Dr Maryanne Kuek1, Dr Sarah McLean1, Professor Enzo Palombo1, Professor Sharon Brownie2,3,4, Professor Claire M Rickard5,6,7, Dr Nahid Choudhury8
1School of Science, Computing and Emerging Technologies, Swinburne University of Technology, Hawthorn, Australia, 2School of Health Sciences, Swinburne University of Technology, Hawthorn, Australia, 3School of Rural Medicine, Charles Sturt University, Orange, Australia, 4Centre for Health & Social Practice, Wintec Te Pukenga, New Zealand, 5Alliance for Vascular Access Teaching and Research, Griffith University, Nathan, Australia, 6School of Nursing, Midwifery and Social Work and Centre for Clinical Research, University of Queensland, Brisbane, Australia, 7Herston Infectious Diseases Institute, Metro North Health, Herston, Australia, 8Metro North Health, Herston, Australia
Biography:
Dr Kuek is an early career researcher in the field of microbiology, with a PhD focused on bacteriophage-related studies.
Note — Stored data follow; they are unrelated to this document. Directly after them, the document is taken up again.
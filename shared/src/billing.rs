//! Point-of-sale billing math
//!
//! The counter flow charges 18% GST per line and rounds each line total to
//! whole currency units. The storefront flow charges no tax. Each invoice line
//! becomes one Sale transaction.

use rust_decimal::Decimal;
use serde::{Deserialize, Serialize};

use crate::models::{PaymentStatus, Product, ShippingInfo, TransactionCreate, TransactionType};
use crate::money::{round_whole, to_decimal, to_f64};

/// GST rate applied at the counter (18%)
pub const GST_RATE: Decimal = Decimal::from_parts(18, 0, 0, false, 2);

pub const WALK_IN_CUSTOMER: &str = "Walk-in Customer";
pub const ONLINE_CUSTOMER: &str = "Online Customer";

/// How tax is charged on an invoice
#[derive(Debug, Clone, Copy, PartialEq, Eq, Serialize, Deserialize)]
pub enum TaxMode {
    /// Counter billing: 18% GST, line totals rounded to whole units
    Gst,
    /// Storefront orders: no tax, exact totals
    None,
}

/// One cart line
#[derive(Debug, Clone, PartialEq, Serialize, Deserialize)]
#[serde(rename_all = "camelCase")]
pub struct CartLine {
    pub product_id: String,
    pub product_name: String,
    pub unit_price: f64,
    pub quantity: i64,
}

/// Priced invoice line
#[derive(Debug, Clone, PartialEq, Serialize, Deserialize)]
#[serde(rename_all = "camelCase")]
pub struct InvoiceLine {
    pub product_id: String,
    pub product_name: String,
    pub unit_price: f64,
    pub quantity: i64,
    pub subtotal: f64,
    pub tax_amount: f64,
    pub total_amount: f64,
}

/// A cart being built at the counter or in the storefront
#[derive(Debug, Clone, Default)]
pub struct Cart {
    lines: Vec<CartLine>,
}

impl Cart {
    pub fn new() -> Self {
        Self::default()
    }

    /// Add `quantity` units of `product`.
    ///
    /// Adding a product already in the cart merges the lines; the merged
    /// quantity never exceeds the stock known for that product. Returns the
    /// resulting line quantity.
    pub fn add(&mut self, product: &Product, quantity: i64) -> i64 {
        let quantity = quantity.max(1);
        if let Some(line) = self.lines.iter_mut().find(|l| l.product_id == product.id) {
            line.quantity = line.quantity.saturating_add(quantity).min(product.stock.max(1));
            return line.quantity;
        }
        self.lines.push(CartLine {
            product_id: product.id.clone(),
            product_name: product.name.clone(),
            unit_price: product.selling_price,
            quantity,
        });
        quantity
    }

    /// Change a line's quantity by `delta`, never going below one unit
    pub fn adjust(&mut self, product_id: &str, delta: i64) {
        if let Some(line) = self.lines.iter_mut().find(|l| l.product_id == product_id) {
            line.quantity = line.quantity.saturating_add(delta).max(1);
        }
    }

    pub fn remove(&mut self, product_id: &str) {
        self.lines.retain(|l| l.product_id != product_id);
    }

    pub fn lines(&self) -> &[CartLine] {
        &self.lines
    }

    pub fn is_empty(&self) -> bool {
        self.lines.is_empty()
    }

    pub fn units(&self) -> i64 {
        self.lines
            .iter()
            .fold(0_i64, |acc, l| acc.saturating_add(l.quantity))
    }

    pub fn clear(&mut self) {
        self.lines.clear();
    }
}

/// Priced cart, ready to be turned into Sale transactions
#[derive(Debug, Clone, PartialEq, Serialize, Deserialize)]
#[serde(rename_all = "camelCase")]
pub struct Invoice {
    pub customer: String,
    pub tax_mode: TaxMode,
    pub lines: Vec<InvoiceLine>,
    pub subtotal: f64,
    pub tax: f64,
    /// Grand total; rounded to whole units under GST
    pub total: f64,
    #[serde(default, skip_serializing_if = "Option::is_none")]
    pub user_id: Option<String>,
    #[serde(default, skip_serializing_if = "Option::is_none")]
    pub shipping: Option<ShippingInfo>,
}

impl Invoice {
    pub fn build(lines: &[CartLine], customer: impl Into<String>, tax_mode: TaxMode) -> Self {
        let mut subtotal = Decimal::ZERO;
        let mut tax = Decimal::ZERO;
        let lines = lines
            .iter()
            .map(|line| {
                let line_subtotal =
                    Decimal::from(line.quantity).saturating_mul(to_decimal(line.unit_price));
                let (line_tax, line_total) = match tax_mode {
                    TaxMode::Gst => {
                        let t = line_subtotal.saturating_mul(GST_RATE);
                        (t, to_decimal(round_whole(line_subtotal.saturating_add(t))))
                    }
                    TaxMode::None => (Decimal::ZERO, line_subtotal),
                };
                subtotal = subtotal.saturating_add(line_subtotal);
                tax = tax.saturating_add(line_tax);
                InvoiceLine {
                    product_id: line.product_id.clone(),
                    product_name: line.product_name.clone(),
                    unit_price: line.unit_price,
                    quantity: line.quantity,
                    subtotal: to_f64(line_subtotal),
                    tax_amount: to_f64(line_tax),
                    total_amount: to_f64(line_total),
                }
            })
            .collect();

        let total = match tax_mode {
            TaxMode::Gst => round_whole(subtotal.saturating_add(tax)),
            TaxMode::None => to_f64(subtotal),
        };

        Self {
            customer: customer.into(),
            tax_mode,
            lines,
            subtotal: to_f64(subtotal),
            tax: to_f64(tax),
            total,
            user_id: None,
            shipping: None,
        }
    }

    /// Counter invoice (18% GST)
    pub fn counter(lines: &[CartLine], customer: Option<&str>) -> Self {
        Self::build(lines, customer.unwrap_or(WALK_IN_CUSTOMER), TaxMode::Gst)
    }

    /// Storefront order (no tax)
    pub fn storefront(lines: &[CartLine]) -> Self {
        Self::build(lines, ONLINE_CUSTOMER, TaxMode::None)
    }

    pub fn with_user(mut self, user_id: impl Into<String>) -> Self {
        self.user_id = Some(user_id.into());
        self
    }

    pub fn with_shipping(mut self, shipping: ShippingInfo) -> Self {
        self.shipping = Some(shipping);
        self
    }

    /// One Sale payload per line
    pub fn to_transactions(&self) -> Vec<TransactionCreate> {
        self.lines
            .iter()
            .map(|line| TransactionCreate {
                tx_type: Some(TransactionType::Sale),
                product_id: Some(line.product_id.clone()),
                quantity: Some(line.quantity),
                unit_price: Some(line.unit_price),
                tax_amount: Some(line.tax_amount),
                total_amount: Some(line.total_amount),
                date: None,
                status: Some(PaymentStatus::Paid),
                entity_name: Some(self.customer.clone()),
                user_id: self.user_id.clone(),
                shipping: self.shipping.clone(),
            })
            .collect()
    }
}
Her involvement in health-related research has enabled her to apply her microbiological expertise to interdisciplinary projects, highlighting successful collaborations across diverse scientific fields.
Abstract:
Introduction
Needleless connectors (NCs) are widely used in clinical settings to reduce needlestick injuries but are also associated with catheter-associated bloodstream infections (CABSIs), which increase treatment costs and hospital stays. Effective NC disinfection is therefore critical. This study evaluated the efficacy of three disinfectant agents across varying decontamination durations and drying times.
Methods
NC septa were inoculated with clinically isolated Acinetobacter courvalinii (RBH1208) and Staphylococcus hominis (1075UD), then treated with either 70% isopropyl alcohol (IPA), 2% chlorhexidine gluconate in 70% IPA (CHG-IPA) for 5, 10, or 15 seconds, or alcohol-impregnated antiseptic caps (AICs) for 5 minutes. Treatments were followed by drying times of 5, 10, or 15 seconds. Bacterial recovery was assessed via vortexing and sonication in Dey-Engley neutralising broth, followed by spread-plating on Tryptic Soy Agar and incubation at 37°C. A total of 378 decontamination procedures were performed, with nine replicates per condition.
Results
All disinfectant treatments significantly reduced (p < 0.05) bacterial counts compared to positive controls, achieving reductions of approximately 2.4–4.4 log CFU/mL. No statistically significant differences (p > 0.05) were observed among disinfectant types, application durations, or drying times. However, CHG-IPA and AICs yielded more consistent bacterial reductions and showed a trend toward greater disinfection efficacy than 70% IPA. The absence of statistical significance may be due to limited statistical power from the modest sample size per condition.
Conclusion
NC disinfection proved essential in reducing bacterial counts. While no method proved superior, AICs present a promising, operator-independent alternative for routine clinical use.